··· Data for the task

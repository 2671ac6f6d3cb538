//! Time-sortable 128-bit event identifiers.
//!
//! An [`EventId`] packs a 48-bit big-endian unix-millisecond prefix and an
//! 80-bit randomness suffix, so byte-lexicographic order matches creation
//! order. The [`IdGenerator`] guarantees strict monotonicity even within a
//! single millisecond and across wall-clock retreats; one generator lives
//! inside each topic writer, so `&mut self` is enough for a total order.

use std::fmt;
use std::str::FromStr;
use std::time::{SystemTime, UNIX_EPOCH};

use crate::error::Error;

/// Number of bytes in an encoded event id.
pub const EVENT_ID_LEN: usize = 16;

/// Length of the canonical textual form (lowercase hex).
const TEXT_LEN: usize = 32;

/// Mask selecting the 80-bit randomness suffix of the id's `u128` form.
const SUFFIX_MASK: u128 = (1u128 << 80) - 1;

/// A 128-bit, time-sortable event identifier.
///
/// Ordering is byte-lexicographic over the raw 16 bytes, which (by
/// construction in [`IdGenerator::next`]) equals creation order within a
/// topic. The canonical textual form is 32 lowercase hex characters.
#[derive(Clone, Copy, PartialEq, Eq, PartialOrd, Ord, Hash)]
pub struct EventId([u8; EVENT_ID_LEN]);

impl EventId {
    /// Build an id from its raw 16-byte representation.
    pub fn from_bytes(bytes: [u8; EVENT_ID_LEN]) -> EventId {
        EventId(bytes)
    }

    /// Raw 16-byte representation, as written into record frames.
    pub fn as_bytes(&self) -> &[u8; EVENT_ID_LEN] {
        &self.0
    }

    /// The unix-millisecond timestamp prefix (high 48 bits).
    pub fn timestamp_millis(&self) -> u64 {
        let mut buf = [0u8; 8];
        buf[2..8].copy_from_slice(&self.0[0..6]);
        u64::from_be_bytes(buf)
    }

    fn from_u128(value: u128) -> EventId {
        EventId(value.to_be_bytes())
    }

    fn to_u128(self) -> u128 {
        u128::from_be_bytes(self.0)
    }
}

impl fmt::Display for EventId {
    fn fmt(&self, f: &mut fmt::Formatter<'_>) -> fmt::Result {
        write!(f, "{:032x}", self.to_u128())
    }
}

impl fmt::Debug for EventId {
    fn fmt(&self, f: &mut fmt::Formatter<'_>) -> fmt::Result {
        write!(f, "EventId({self})")
    }
}

impl FromStr for EventId {
    type Err = Error;

    /// Parse the canonical 32-character hex form (case-insensitive).
    fn from_str(s: &str) -> Result<EventId, Error> {
        if s.len() != TEXT_LEN {
            return Err(Error::InvalidEventId(format!(
                "expected {TEXT_LEN} hex characters, got {}",
                s.len()
            )));
        }
        let mut bytes = [0u8; EVENT_ID_LEN];
        for (i, chunk) in s.as_bytes().chunks_exact(2).enumerate() {
            let pair = std::str::from_utf8(chunk)
                .map_err(|_| Error::InvalidEventId(format!("non-ASCII character in: {s}")))?;
            bytes[i] = u8::from_str_radix(pair, 16)
                .map_err(|_| Error::InvalidEventId(format!("non-hex character in: {s}")))?;
        }
        Ok(EventId(bytes))
    }
}

/// Mints strictly increasing [`EventId`]s for a single topic writer.
///
/// Tracks `(last_ms, last id)` so that:
///
/// - a fresh millisecond gets a fresh random 80-bit suffix;
/// - a repeated millisecond (or a wall clock that moved backwards)
///   increments the previous id's low 80 bits by one;
/// - an 80-bit suffix overflow advances `last_ms` by one, borrowing from
///   the future rather than ever repeating or regressing.
#[derive(Debug)]
pub struct IdGenerator {
    /// Millisecond prefix of the last minted id.
    last_ms: u64,
    /// Full 128-bit value of the last minted id.
    last: u128,
}

impl IdGenerator {
    /// Create a generator that has minted nothing yet.
    pub fn new() -> IdGenerator {
        IdGenerator { last_ms: 0, last: 0 }
    }

    /// Raise the generator floor during recovery.
    ///
    /// Called with the maximum observed id prefix + 1 so that ids minted
    /// after a restart sort strictly after every recovered id, even when
    /// the wall clock is behind the previous run.
    pub fn seed(&mut self, floor_ms: u64) {
        if floor_ms > self.last_ms {
            self.last_ms = floor_ms;
            self.last = compose(floor_ms, random_suffix());
        }
    }

    /// Mint the next id.
    pub fn next(&mut self) -> EventId {
        let now_ms = unix_millis();
        if now_ms > self.last_ms {
            self.last_ms = now_ms;
            self.last = compose(now_ms, random_suffix());
        } else {
            // Same tick, or the clock retreated: bump the previous suffix.
            let suffix = (self.last & SUFFIX_MASK) + 1;
            if suffix > SUFFIX_MASK {
                // Suffix exhausted within this millisecond. Borrow the next
                // millisecond and start a fresh random suffix there.
                self.last_ms += 1;
                self.last = compose(self.last_ms, random_suffix());
            } else {
                self.last = (self.last & !SUFFIX_MASK) | suffix;
            }
        }
        EventId::from_u128(self.last)
    }
}

impl Default for IdGenerator {
    fn default() -> IdGenerator {
        IdGenerator::new()
    }
}

/// Pack a millisecond prefix (low 48 bits used) and an 80-bit suffix.
fn compose(ms: u64, suffix: u128) -> u128 {
    ((ms as u128 & 0xFFFF_FFFF_FFFF) << 80) | (suffix & SUFFIX_MASK)
}

/// 80 random bits for a fresh-millisecond suffix.
fn random_suffix() -> u128 {
    rand::random::<u128>() & SUFFIX_MASK
}

/// Current wall-clock time in unix milliseconds.
fn unix_millis() -> u64 {
    SystemTime::now()
        .duration_since(UNIX_EPOCH)
        .map(|d| d.as_millis() as u64)
        .unwrap_or(0)
}
#[cfg(test)]
mod tests {
    use super::*;
    use crate::index::TopicIndex;
    use crate::segment::SegmentStore;

    /// Spawn a writer over a fresh store in a tempdir.
    fn spawn_fresh(
        config: &BusConfig,
    ) -> (
        TopicHandle,
        tokio::task::JoinHandle<()>,
        watch::Sender<bool>,
        tempfile::TempDir,
    ) {
        let dir = tempfile::tempdir().expect("failed to create tempdir");
        let store = SegmentStore::open(&dir.path().join("t")).expect("open store");
        let index = TopicIndex::new(store.first_segment());
        let (shutdown_tx, shutdown_rx) = watch::channel(false);
        let (handle, join) = spawn_topic_writer(
            "t",
            store,
            index,
            IdGenerator::new(),
            0,
            config,
            shutdown_rx,
        );
        (handle, join, shutdown_tx, dir)
    }

    fn test_config() -> BusConfig {
        BusConfig::new("/unused")
    }

    #[tokio::test]
    async fn publish_returns_strictly_increasing_ids() {
        let (handle, join, _shutdown, _dir) = spawn_fresh(&test_config());

        let mut prev = None;
        for i in 0..20 {
            let id = handle
                .publish(Bytes::from(format!("payload-{i}")))
                .await
                .expect("publish should succeed");
            if let Some(prev) = prev {
                assert!(id > prev, "ids must strictly increase");
            }
            prev = Some(id);
        }

        drop(handle);
        join.await.expect("writer task should exit cleanly");
    }

    #[tokio::test]
    async fn concurrent_publishes_all_succeed_with_unique_ids() {
        let (handle, join, _shutdown, _dir) = spawn_fresh(&test_config());

        let mut tasks = Vec::with_capacity(10);
        for i in 0..10 {
            let h = handle.clone();
            tasks.push(tokio::spawn(async move {
                h.publish(Bytes::from(format!("concurrent-{i}"))).await
            }));
        }

        let mut ids = std::collections::HashSet::new();
        for task in tasks {
            let id = task
                .await
                .expect("task should not panic")
                .expect("publish should succeed");
            assert!(ids.insert(id), "duplicate event id");
        }
        assert_eq!(ids.len(), 10);

        drop(handle);
        join.await.expect("writer task should exit cleanly");
    }

    #[tokio::test]
    async fn oversized_payload_fails_fast() {
        let mut config = test_config();
        config.max_payload_bytes = 64;
        let (handle, join, _shutdown, _dir) = spawn_fresh(&config);

        let result = handle.publish(Bytes::from(vec![0u8; 65])).await;
        assert!(
            matches!(
                result,
                Err(Error::LimitExceeded {
                    field: "payload",
                    ..
                })
            ),
            "expected LimitExceeded, got: {result:?}"
        );

        // The writer is not poisoned: a valid publish still succeeds.
        handle
            .publish(Bytes::from_static(b"small"))
            .await
            .expect("publish after error should succeed");

        drop(handle);
        join.await.expect("writer task should exit cleanly");
    }

    #[tokio::test]
    async fn try_publish_reports_queue_full() {
        let mut config = test_config();
        config.channel_capacity = 1;
        let (handle, join, _shutdown, _dir) = spawn_fresh(&config);

        // Fill the single queue slot synchronously so the writer has no
        // chance to drain it first.
        let (ack_tx, _ack_rx) = oneshot::channel();
        handle
            .tx
            .try_send(PublishRequest {
                payload: Bytes::from_static(b"fill"),
                headers: HashMap::new(),
                ack: ack_tx,
            })
            .expect("first try_send should succeed");

        let (ack_tx2, _ack_rx2) = oneshot::channel();
        let second = handle.tx.try_send(PublishRequest {
            payload: Bytes::from_static(b"overflow"),
            headers: HashMap::new(),
            ack: ack_tx2,
        });
        assert!(
            matches!(second, Err(mpsc::error::TrySendError::Full(_))),
            "second try_send should report Full"
        );

        drop(handle);
        join.await.expect("writer task should exit cleanly");
    }

    #[tokio::test]
    async fn broadcast_carries_events_in_order_with_positions() {
        let (handle, join, _shutdown, _dir) = spawn_fresh(&test_config());
        let mut rx = handle.live.subscribe();

        for i in 0..3 {
            handle
                .publish(Bytes::from(format!("event-{i}")))
                .await
                .expect("publish should succeed");
        }

        let mut last_position = None;
        for i in 0..3 {
            let live = rx.recv().await.expect("should receive live event");
            assert_eq!(live.event.payload, Bytes::from(format!("event-{i}")));
            if let Some(prev) = last_position {
                assert!(live.position > prev, "positions must increase");
            }
            last_position = Some(live.position);
        }

        drop(handle);
        join.await.expect("writer task should exit cleanly");
    }

    #[tokio::test]
    async fn publish_after_shutdown_fails_and_writer_exits() {
        let (handle, join, shutdown, _dir) = spawn_fresh(&test_config());

        handle
            .publish(Bytes::from_static(b"before"))
            .await
            .expect("publish before shutdown should succeed");

        shutdown.send(true).expect("latch send");

        // The writer observes the latch and exits even though handles are
        // still alive.
        tokio::time::timeout(Duration::from_secs(1), join)
            .await
            .expect("writer should exit within 1s")
            .expect("writer task should not panic");

        let result = handle.publish(Bytes::from_static(b"after")).await;
        assert!(
            matches!(result, Err(Error::Shutdown)),
            "expected Shutdown, got: {result:?}"
        );
    }

    #[tokio::test]
    async fn fsync_batch_flushes_on_count_bound() {
        let mut config = test_config();
        config.durability = Durability::FsyncBatch {
            max_events: 2,
            max_millis: 60_000,
        };
        let (handle, join, _shutdown, _dir) = spawn_fresh(&config);

        // Two concurrent publishes hit the count bound together; neither
        // ack can depend on the age bound (set to a minute).
        let h2 = handle.clone();
        let second = tokio::spawn(async move { h2.publish(Bytes::from_static(b"two")).await });
        let first = handle.publish(Bytes::from_static(b"one")).await;

        first.expect("first publish should be acked");
        tokio::time::timeout(Duration::from_secs(2), second)
            .await
            .expect("count-bound flush should ack within 2s")
            .expect("task should not panic")
            .expect("second publish should be acked");

        drop(handle);
        join.await.expect("writer task should exit cleanly");
    }

    #[tokio::test]
    async fn fsync_batch_flushes_on_age_bound() {
        let mut config = test_config();
        config.durability = Durability::FsyncBatch {
            max_events: 1_000,
            max_millis: 20,
        };
        let (handle, join, _shutdown, _dir) = spawn_fresh(&config);

        // A lone publish can only be acked by the age-bound flush.
        let id = tokio::time::timeout(
            Duration::from_secs(2),
            handle.publish(Bytes::from_static(b"lonely")),
        )
        .await
        .expect("age-bound flush should ack within 2s")
        .expect("publish should succeed");
        assert!(id.timestamp_millis() > 0);

        drop(handle);
        join.await.expect("writer task should exit cleanly");
    }

    #[tokio::test]
    async fn writer_rotates_segments_at_threshold() {
        let mut config = test_config();
        // Below the validated minimum, but the writer takes the value as
        // given; Bus::open is where validation lives.
        config.max_segment_bytes = 4096;
        let (handle, join, _shutdown, dir) = spawn_fresh(&config);

        for _ in 0..10 {
            handle
                .publish(Bytes::from(vec![0xAB; 1024]))
                .await
                .expect("publish should succeed");
        }

        drop(handle);
        join.await.expect("writer task should exit cleanly");

        let segments: Vec<String> = std::fs::read_dir(dir.path().join("t"))
            .expect("read topic dir")
            .filter_map(|e| e.ok()?.file_name().into_string().ok())
            .collect();
        assert!(
            segments.len() >= 2,
            "expected rotation to create multiple segments, got: {segments:?}"
        );
    }

    #[tokio::test]
    async fn timestamps_never_regress() {
        let (handle, join, _shutdown, _dir) = spawn_fresh(&test_config());
        let mut rx = handle.live.subscribe();

        for _ in 0..50 {
            handle
                .publish(Bytes::from_static(b"tick"))
                .await
                .expect("publish should succeed");
        }
        assert_eq!(handle.index.with(|index| index.len()), 50);

        let mut last_ts = i64::MIN;
        for _ in 0..50 {
            let live = rx.recv().await.expect("should receive live event");
            assert!(
                live.event.ts_unix_nanos >= last_ts,
                "timestamps must be non-decreasing"
            );
            last_ts = live.event.ts_unix_nanos;
        }

        drop(handle);
        join.await.expect("writer task should exit cleanly");
    }
}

······

▶ _Task item_
Scan the listing above for the word "single" and copy every line that holds it.

▶ _Exercise result_
//! single millisecond and across wall-clock retreats; one generator lives
/// Mints strictly increasing [`EventId`]s for a single topic writer.
        // Fill the single queue slot synchronously so the writer has no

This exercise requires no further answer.